Spontaneous activation of ovulated mouse eggs: time-dependent effects on M-phase exit, cortical granule exocytosis, maternal messenger ribonucleic acid recruitment, and inositol 1,4,5-trisphosphate sensitivity.

With increasing time after ovulation, mammalian eggs become more sensitive to agonists of activation in vitro or may undergo spontaneous activation in vivo. We have tested the hypothesis that postovulatory eggs undergo time-dependent cell cycle and cytoplasmic changes that result in a partially activated state, accounting for their time-dependent susceptibility to activate. In vivo changes in key activation markers in mouse eggs were quantified at 13, 16, and 22 h post-hCG (1, 4, and 10 h postovulation). Spontaneous activation was first detected at 16 h, with a 20-25% decrease in the activities of histone H1 and mitogen-activated protein (MAP) kinases and with 3% of eggs undergoing both anaphase onset and a partial loss of cortical granules. By 22 h, more than 60% of eggs were in anaphase, H1 and MAP kinase activities had decreased 40-50%, the extent of zona pellucida modification had increased, and proteins normally synthesized after fertilization had appeared. Pronuclear formation in response to inositol 1,4,5-trisphosphate injection increased dramatically from 10% at 13 h to about 40% and 90% at 16 h and 22 h, respectively.
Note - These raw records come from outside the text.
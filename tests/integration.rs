use rootsolve::bracket::{Bounds, Bracket, BracketGenerator};
use rootsolve::config::SolverConfig;
use rootsolve::solver::{brent, newton_raphson, RootError};
use rootsolve::wrap::{RealFn, RealFnAndFirstArgs, RealFnArgs};

use approx::assert_abs_diff_eq;

#[test]
fn test_end_to_end() {
    // roots at 0, pi, 2pi, ...
    let f_inner = |x: f64| x.sin();

    // rootsolve determines via traits what is f(x), df(x), etc.
    // the RealFn wrapper annotates our closure accordingly.
    let f = RealFn::new(&f_inner);

    // search for roots, starting right on the one at x=0
    let window_size = 0.1;
    let bounds = Bounds::new(0.0, 6.3);
    let cfg = SolverConfig::new(1e-12, 100);

    let mut roots = Vec::new();
    for found in BracketGenerator::new(&f, bounds, window_size) {
        match found {
            // find root using Brent's method
            Bracket::SignChange(b) => {
                let computed_root = brent(&f, b.a(), b.b(), &cfg).expect("found root");
                assert!(b.contains(computed_root.x));
                roots.push(computed_root.x);
            }
            Bracket::ExactRoot(x) => roots.push(x),
        }
    }

    // demonstrate that we found every root
    let pi = std::f64::consts::PI;
    assert_eq!(roots.len(), 3);
    for (i, computed_root) in roots.into_iter().enumerate() {
        let expected_root = (i as f64) * pi;
        assert!(
            (computed_root - expected_root).abs() < 1e-9,
            "got={}, wanted={}",
            computed_root,
            expected_root
        );
    }
}

#[test]
fn test_scan_hands_valid_brackets_to_brent() {
    // roots at -9, -2 and 0.5; the first two fall on scan points
    let f_inner = |x: f64| (x + 9.0) * (x + 2.0) * (x - 0.5);
    let f = RealFn::new(&f_inner);
    let cfg = SolverConfig::default();

    let mut exact = Vec::new();
    let mut solved = Vec::new();
    for found in BracketGenerator::new(&f, Bounds::new(-10.0, 10.0), 1.0) {
        match found {
            Bracket::SignChange(b) => {
                let root = brent(&f, b.a(), b.b(), &cfg).expect("generated bracket is valid");
                solved.push(root.x);
            }
            Bracket::ExactRoot(x) => {
                assert_eq!(f_inner(x), 0.0);
                exact.push(x);
            }
        }
    }

    assert_eq!(exact, vec![-9.0, -2.0]);
    assert_eq!(solved.len(), 1);
    assert_abs_diff_eq!(solved[0], 0.5, epsilon = 1e-6);
}

#[test]
fn test_shared_arguments() {
    // Kepler's equation M = E - e*sin(E), solved for E
    let kepler = |e_anom: f64, p: &(f64, f64)| e_anom - p.1 * e_anom.sin() - p.0;
    let kepler_d = |e_anom: f64, p: &(f64, f64)| 1.0 - p.1 * e_anom.cos();

    let cfg = SolverConfig::new(1e-12, 100);
    for &(mean_anom, ecc) in &[(0.5, 0.1), (1.0, 0.5), (3.0, 0.9)] {
        let f = RealFnArgs::new(&kepler, (mean_anom, ecc));
        let by_brent = brent(&f, 0.0, 2.0 * std::f64::consts::PI, &cfg).expect("brent root");

        let f = RealFnAndFirstArgs::new(&kepler, &kepler_d, (mean_anom, ecc));
        let by_newton = newton_raphson(&f, mean_anom, &cfg).expect("newton root");

        assert_abs_diff_eq!(by_brent.x, by_newton.x, epsilon = 1e-9);
        assert_abs_diff_eq!(
            by_brent.x - ecc * by_brent.x.sin(),
            mean_anom,
            epsilon = 1e-9
        );
    }
}

#[test]
fn test_concurrent_calls() {
    let f_inner = |x: f64, k: &f64| x * x - k;

    let roots: Vec<f64> = std::thread::scope(|s| {
        let handles: Vec<_> = (1..=8)
            .map(|k| {
                let f_inner = &f_inner;
                s.spawn(move || {
                    let f = RealFnArgs::new(f_inner, k as f64);
                    brent(&f, 0.0, 10.0, &SolverConfig::default())
                        .expect("found root")
                        .x
                })
            })
            .collect();
        handles
            .into_iter()
            .map(|h| h.join().expect("thread finished"))
            .collect()
    });

    for (k, root) in (1..=8).zip(roots) {
        assert_abs_diff_eq!(root, (k as f64).sqrt(), epsilon = 1e-6);
    }
}

#[test]
fn test_failures_are_reported() {
    let f_inner = |x: f64| x * x + 1.0;
    let f = RealFn::new(&f_inner);

    let err = brent(&f, -1.0, 1.0, &SolverConfig::default()).expect_err("no bracket");
    assert!(matches!(err, RootError::NotBracketed { .. }));
    assert!(err.to_string().starts_with("root not bracketed"));
}
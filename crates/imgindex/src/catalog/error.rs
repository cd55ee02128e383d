//! Error types for catalog writers

use std::io;
use std::path::PathBuf;
use thiserror::Error;

#[derive(Error, Debug)]
pub enum CatalogError {
    #[error("IO error on {path}: {source}")]
    Io {
        path: PathBuf,
        #[source]
        source: io::Error,
    },

    #[error("CSV error: {0}")]
    Csv(#[from] csv::Error),

    #[error("JSON error: {0}")]
    Json(#[from] serde_json::Error),
}

impl CatalogError {
    pub(crate) fn io(path: impl Into<PathBuf>, source: io::Error) -> Self {
        CatalogError::Io {
            path: path.into(),
            source,
        }
    }
}

pub type Result<T> = std::result::Result<T, CatalogError>;
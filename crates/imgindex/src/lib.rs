//! imgindex - image filename validation and catalog generation
//!
//! The library holds the naming engine and catalog writers; the `imgindex`
//! binary wraps them in a CLI.

pub mod catalog;
pub mod config;
pub mod naming;

pub use catalog::{CatalogDatabase, CatalogError, CatalogItem};
pub use config::{AppConfig, ConfigError};
pub use naming::{
    build_record, parse, validate, CatalogRecord, CorpusChecker, CorpusReport, ParsedFilename,
    ValidationResult, Vocabulary,
};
The partial decreases (less than those after fertilization) in H1 and MAP kinase activities provide a likely biochemical basis for the increased sensitivity of eggs to agonists, seen over time, that results in pronuclear formation. Also, all of these time-dependent changes caution against the use of mouse eggs > 16 h after hCG administration in studying the mechanism of normal fertilization and have implications for animal and human in vitro fertilization.